The first Australian National Prayer Breakfast was held in Canberra in 1985.
The Australian National Prayer Breakfast is based on the leadership taken by the USA. At the end of World War II, the incumbent US President Dwight Eisenhower joined with the Members of the Congress and Senate to invite men and women from all walks of life to gather for the first National Prayer Breakfast. This Washington Prayer Breakfast has been held every year since. It is hosted by each incumbent President and supported by a multi-party group of Members of both the Congress and the Senate.
The original idea behind the Washington Prayer Breakfast was a simple one: that people who exercised national leadership needed to be reminded of both their responsibilities and privileges before God. In addition, the founders of the Breakfast shared a conviction that the problems of the world were growing increasingly complex and that they needed the help of Almighty God more than ever.
Over the years men and women from around the world have travelled to Washington D.C. for the Breakfast and have returned home inspired. Consequently gatherings of concerned people around the world have grown out of the original seed planted in Washington D.C. and today there are Prayer Breakfasts held in over fifty nations of the world.
The Prayer Breakfast Movement is not organised or controlled by a particular doctrine or set of rules.
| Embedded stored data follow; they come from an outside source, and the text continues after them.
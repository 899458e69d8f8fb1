//! The engine: table registry, write pipeline, and lifecycle.
//!
//! The engine owns every table behind one reader-writer lock. Reads take the
//! lock shared and run directly against the in-memory indexes; writes are
//! enqueued and applied asynchronously by the pipeline worker, which takes
//! the lock exclusive per task. Startup loads every snapshot found in the
//! data directory; drop closes the queue and joins the worker, whose
//! drain-before-exit rule guarantees the final flush.

/// Bounded task queue and the background worker loop.
pub mod pipeline;

use crate::config;
use crate::error::Result;
use crate::record::Record;
use crate::storage::persistence::load_all_tables;
use crate::table::Table;
use parking_lot::RwLock;
use pipeline::{run_worker, TaskQueue, WriteTask};
use std::collections::HashMap;
use std::fs;
use std::path::{Path, PathBuf};
use std::sync::Arc;
use std::thread::JoinHandle;
use std::time::Duration;

/// Engine tuning, filled from CLI flags by the server.
#[derive(Debug, Clone)]
pub struct EngineConfig {
    /// Directory holding `<table>.json` + `<table>.index` snapshot pairs.
    pub data_dir: PathBuf,
    /// Write queue capacity; producers block when it is full.
    pub queue_capacity: usize,
    /// Maximum tasks applied per worker batch.
    pub batch_max: usize,
    /// How long the worker waits for tasks before re-checking dirty tables.
    pub flush_interval: Duration,
    /// Hybrid query overfetch multiplier.
    pub hybrid_overfetch: usize,
}

impl Default for EngineConfig {
    fn default() -> Self {
        Self {
            data_dir: PathBuf::from(config::DEFAULT_DATA_DIR),
            queue_capacity: config::WRITE_QUEUE_CAPACITY,
            batch_max: config::WRITE_BATCH_MAX,
            flush_interval: Duration::from_secs(config::FLUSH_INTERVAL_SECS),
            hybrid_overfetch: config::HYBRID_OVERFETCH_FACTOR,
        }
    }
}

/// Summary of one table, for `/tables` and `/health`.
#[derive(Debug, Clone, serde::Serialize)]
pub struct TableStats {
    pub name: String,
    pub records: usize,
    pub dim: usize,
    pub next_label: u64,
}

/// Top-level handle: table registry + write pipeline.
///
/// Cheap to share behind an `Arc`; all methods take `&self`.
pub struct Engine {
    tables: Arc<RwLock<HashMap<String, Table>>>,
    queue: Arc<TaskQueue>,
    worker: Option<JoinHandle<()>>,
    config: EngineConfig,
}

impl Engine {
    /// Boot the engine: create the data directory if absent, load every
    /// table snapshot, and start the pipeline worker.
    pub fn open(config: EngineConfig) -> Result<Self> {
        fs::create_dir_all(&config.data_dir)?;

        let mut map = HashMap::new();
        for table in load_all_tables(&config.data_dir)? {
            map.insert(table.name().to_string(), table);
        }
        tracing::info!(
            data_dir = %config.data_dir.display(),
            tables = map.len(),
            "engine ready"
        );

        let tables = Arc::new(RwLock::new(map));
        let queue = Arc::new(TaskQueue::new(config.queue_capacity));

        let worker_tables = Arc::clone(&tables);
        let worker_queue = Arc::clone(&queue);
        let worker_dir = config.data_dir.clone();
        let batch_max = config.batch_max;
        let flush_interval = config.flush_interval;
        let worker = std::thread::Builder::new()
            .name("hybriddb-writer".into())
            .spawn(move || {
                run_worker(worker_queue, worker_tables, worker_dir, batch_max, flush_interval);
            })?;

        Ok(Self {
            tables,
            queue,
            worker: Some(worker),
            config,
        })
    }

    /// Enqueue an upsert. Applied asynchronously; visibility requires
    /// [`Engine::flush`] or polling.
    pub fn upsert(
        &self,
        table: impl Into<String>,
        id: impl Into<String>,
        fields: HashMap<String, String>,
        embedding: Vec<f32>,
    ) -> Result<()> {
        self.queue.push(WriteTask::Upsert {
            table: table.into(),
            id: id.into(),
            fields,
            embedding,
        })
    }

    /// Enqueue a delete. Deleting a missing record is a no-op.
    pub fn delete(&self, table: impl Into<String>, id: impl Into<String>) -> Result<()> {
        self.queue.push(WriteTask::Delete {
            table: table.into(),
            id: id.into(),
        })
    }

    /// Exact field-equality lookup; ids ascending. Unknown table ⇒ empty.
    pub fn query_field(&self, table: &str, field: &str, value: &str) -> Vec<String> {
        self.tables
            .read()
            .get(table)
            .map(|t| t.query_field(field, value))
            .unwrap_or_default()
    }

    /// ANN search; ids nearest-first. Unknown table ⇒ empty.
    pub fn query_embedding(&self, table: &str, query: &[f32], k: usize) -> Result<Vec<String>> {
        match self.tables.read().get(table) {
            Some(t) => t.query_embedding(query, k),
            None => Ok(Vec::new()),
        }
    }

    /// Field filter intersected with ANN ordering. Unknown table ⇒ empty.
    pub fn query_hybrid(
        &self,
        table: &str,
        field: &str,
        value: &str,
        query: &[f32],
        k: usize,
    ) -> Result<Vec<String>> {
        match self.tables.read().get(table) {
            Some(t) => t.query_hybrid(field, value, query, k, self.config.hybrid_overfetch),
            None => Ok(Vec::new()),
        }
    }

    /// Point lookup. Unknown table or id ⇒ `None`.
    pub fn get_record(&self, table: &str, id: &str) -> Option<Record> {
        self.tables.read().get(table).and_then(|t| t.get(id)).cloned()
    }

    /// Per-table summaries, sorted by name.
    pub fn table_stats(&self) -> Vec<TableStats> {
        let guard = self.tables.read();
        let mut stats: Vec<TableStats> = guard
            .values()
            .map(|t| TableStats {
                name: t.name().to_string(),
                records: t.len(),
                dim: t.dim(),
                next_label: t.next_label(),
            })
            .collect();
        stats.sort_by(|a, b| a.name.cmp(&b.name));
        stats
    }

    /// Block until every task enqueued so far has been applied and
    /// snapshotted. This is the read-your-writes synchronization point.
    pub fn flush(&self) {
        self.queue.wait_drained();
    }

    /// The engine's snapshot directory.
    pub fn data_dir(&self) -> &Path {
        &self.config.data_dir
    }
}

impl Drop for Engine {
    fn drop(&mut self) {
        self.queue.close();
        if let Some(worker) = self.worker.take() {
            if worker.join().is_err() {
                tracing::error!("write worker panicked during shutdown");
            }
        }
    }
}
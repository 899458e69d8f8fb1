//! API error types mapped to HTTP status codes.
//!
//! Each [`ApiError`] variant maps to a status code and produces a JSON body
//! `{"error": "message"}`.

use axum::http::StatusCode;
use axum::response::{IntoResponse, Response};
use serde_json::json;

/// Application-level error type that implements `IntoResponse`.
///
/// - `BadRequest` → 400 (malformed input, dimension mismatch)
/// - `NotFound` → 404 (point lookups only; queries return empty instead)
/// - `Internal` → 500
#[derive(Debug)]
pub enum ApiError {
    /// Invalid request parameters (400).
    BadRequest(String),
    /// Resource not found (404).
    NotFound(String),
    /// Unexpected server error (500).
    Internal(String),
}

impl IntoResponse for ApiError {
    fn into_response(self) -> Response {
        let (status, message) = match self {
            ApiError::BadRequest(msg) => (StatusCode::BAD_REQUEST, msg),
            ApiError::NotFound(msg) => (StatusCode::NOT_FOUND, msg),
            ApiError::Internal(msg) => (StatusCode::INTERNAL_SERVER_ERROR, msg),
        };
        (status, axum::Json(json!({ "error": message }))).into_response()
    }
}

impl From<hybriddb_core::EngineError> for ApiError {
    fn from(err: hybriddb_core::EngineError) -> Self {
        use hybriddb_core::EngineError;
        match err {
            EngineError::DimMismatch { .. } => ApiError::BadRequest(err.to_string()),
            EngineError::QueueClosed => ApiError::Internal("engine is shutting down".into()),
            EngineError::Corrupt(_) | EngineError::Io(_) => ApiError::Internal(err.to_string()),
        }
    }
}
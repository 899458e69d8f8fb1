//! Write pipeline: bounded task queue drained by a single background worker.
//!
//! Producers enqueue under a small mutex and signal a condvar; the worker
//! drains batches, applies each task under one exclusive engine-lock hold,
//! then snapshots the touched tables under the shared lock. Per-task errors
//! are logged and the task dropped — the worker never dies. On stop the
//! queue is drained fully and snapshotted before the worker exits.

use crate::storage::persistence::save_table;
use crate::table::Table;
use crate::error::{EngineError, Result};
use parking_lot::{Condvar, Mutex, RwLock};
use std::collections::{HashMap, HashSet, VecDeque};
use std::path::PathBuf;
use std::sync::Arc;
use std::time::Duration;

/// A queued mutation. Tasks from one producer apply in submission order.
#[derive(Debug, Clone)]
pub enum WriteTask {
    Upsert {
        table: String,
        id: String,
        fields: HashMap<String, String>,
        embedding: Vec<f32>,
    },
    Delete {
        table: String,
        id: String,
    },
}

impl WriteTask {
    fn table(&self) -> &str {
        match self {
            WriteTask::Upsert { table, .. } | WriteTask::Delete { table, .. } => table,
        }
    }
}

/// Worker lifecycle. Transitions are one-way: Running → Stopping → Stopped.
/// Producers may still enqueue while Stopping; the worker drains everything
/// before moving to Stopped.
#[derive(Debug, Clone, Copy, PartialEq, Eq)]
enum PipelineState {
    Running,
    Stopping,
    Stopped,
}

struct QueueInner {
    tasks: VecDeque<WriteTask>,
    state: PipelineState,
    /// Tasks drained by the worker but not yet applied and snapshotted.
    in_flight: usize,
}

/// Bounded FIFO shared between producers and the worker.
pub(crate) struct TaskQueue {
    inner: Mutex<QueueInner>,
    /// Signaled on push and on close; the worker waits here.
    task_ready: Condvar,
    /// Signaled when the worker drains; full producers wait here.
    space_ready: Condvar,
    /// Signaled when the queue is empty and nothing is in flight.
    drained: Condvar,
    capacity: usize,
}

impl TaskQueue {
    pub(crate) fn new(capacity: usize) -> Self {
        Self {
            inner: Mutex::new(QueueInner {
                tasks: VecDeque::new(),
                state: PipelineState::Running,
                in_flight: 0,
            }),
            task_ready: Condvar::new(),
            space_ready: Condvar::new(),
            drained: Condvar::new(),
            capacity,
        }
    }

    /// Enqueue a task, blocking while the queue is at capacity.
    /// Fails with `QueueClosed` once the worker has stopped.
    pub(crate) fn push(&self, task: WriteTask) -> Result<()> {
        let mut inner = self.inner.lock();
        while inner.tasks.len() >= self.capacity && inner.state != PipelineState::Stopped {
            self.space_ready.wait(&mut inner);
        }
        if inner.state == PipelineState::Stopped {
            return Err(EngineError::QueueClosed);
        }
        inner.tasks.push_back(task);
        self.task_ready.notify_one();
        Ok(())
    }

    /// Begin shutdown: the worker will drain the queue, snapshot, and exit.
    pub(crate) fn close(&self) {
        let mut inner = self.inner.lock();
        if inner.state == PipelineState::Running {
            inner.state = PipelineState::Stopping;
        }
        self.task_ready.notify_all();
    }

    /// Block until every queued task has been applied and snapshotted.
    pub(crate) fn wait_drained(&self) {
        let mut inner = self.inner.lock();
        while !inner.tasks.is_empty() || inner.in_flight > 0 {
            self.drained.wait(&mut inner);
        }
    }
}

/// The worker loop. Runs on a dedicated thread until the queue reports
/// Stopping and is fully drained.
pub(crate) fn run_worker(
    queue: Arc<TaskQueue>,
    tables: Arc<RwLock<HashMap<String, Table>>>,
    data_dir: PathBuf,
    batch_max: usize,
    flush_interval: Duration,
) {
    // Tables touched since their last successful snapshot. A failed save
    // keeps the table here so the next cycle retries it.
    let mut dirty: HashSet<String> = HashSet::new();

    loop {
        let (batch, stopping) = {
            let mut inner = queue.inner.lock();
            if inner.tasks.is_empty() && inner.state == PipelineState::Running {
                let _ = queue.task_ready.wait_for(&mut inner, flush_interval);
            }
            let stopping = inner.state != PipelineState::Running;
            let take = if stopping {
                inner.tasks.len()
            } else {
                inner.tasks.len().min(batch_max)
            };
            let batch: Vec<WriteTask> = inner.tasks.drain(..take).collect();
            inner.in_flight = batch.len();
            if !batch.is_empty() {
                queue.space_ready.notify_all();
            }
            (batch, stopping)
        };

        for task in batch {
            dirty.insert(task.table().to_string());
            // One exclusive hold per task so readers interleave with the batch
            let mut guard = tables.write();
            apply_task(&mut guard, task);
        }

        if !dirty.is_empty() {
            let guard = tables.read();
            dirty.retain(|name| match guard.get(name) {
                Some(table) => match save_table(table, &data_dir) {
                    Ok(()) => false,
                    Err(e) => {
                        tracing::error!(table = %name, error = %e, "snapshot failed, will retry");
                        true
                    }
                },
                None => false,
            });
        }

        let mut inner = queue.inner.lock();
        inner.in_flight = 0;
        if inner.tasks.is_empty() {
            queue.drained.notify_all();
            if stopping {
                inner.state = PipelineState::Stopped;
                queue.space_ready.notify_all();
                tracing::info!("write worker stopped");
                return;
            }
        }
    }
}

/// Apply one task to the table map. Errors are logged and the task dropped.
fn apply_task(tables: &mut HashMap<String, Table>, task: WriteTask) {
    match task {
        WriteTask::Upsert {
            table,
            id,
            fields,
            embedding,
        } => {
            let t = tables
                .entry(table.clone())
                .or_insert_with(|| Table::new(table.clone()));
            if let Err(e) = t.upsert(&id, fields, embedding) {
                tracing::warn!(table = %table, id = %id, error = %e, "dropping upsert");
            }
        }
        WriteTask::Delete { table, id } => {
            if let Some(t) = tables.get_mut(&table) {
                t.delete(&id);
            }
        }
    }
}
The simplest description of the hope can be found in these words of Jesus when asked what was the greatest command:
Jesus replied: “Love the Lord your God with all your heart and with all your soul and with all your mind. This is the first and greatest commandment. And the second is like it: ‘Love your neighbour as yourself.’ All the Law and the Prophets hang on these two commandments.” (Matthew 22:37-40 NIV)
The Australian National Prayer Breakfast seeks to affirm the importance of this singular hope: that the problems of the world can only be solved as we genuinely learn to love our neighbour. Jesus’ teaching on the Good Samaritan illustrates to us that our neighbour is everyone we meet who is in need, whether they share our particular conviction and values or not.
When we pray, we are reminded of our own frailties, our need for forgiveness and of the solemn responsibility of using power for the benefit of others. The hope of the Australian National Prayer Breakfast is that men and women in public service will discover a new strength through the friendship and care of the followers of Jesus Christ. Our prayer is that they will know God’s wisdom and strength in all their work.
For almost a decade, the organisation of the Australian National Prayer Breakfast was undertaken by a team led by Jock Cameron, supported by a bipartisan group of Members and Senators. Throughout this period, the Australian National Prayer Breakfast has grown to a significant event, attracting more than 500 participants in the welcome service, the breakfast and seminars.
The Rev Peter Rose, the previous Parliamentary Chaplain, has supported the Prayer Breakfast for over 15 years. Peter’s wisdom and insight has been invaluable in keeping the Prayer Breakfast vital and alive in the midst of the parliamentary cycle. In 2016, Rev Eric Burton commenced as the Parliamentary Chaplain. Eric’s support and participation in the Prayer Breakfast’s and Ecumenical Services for the commencement of parliament continues to be greatly valued.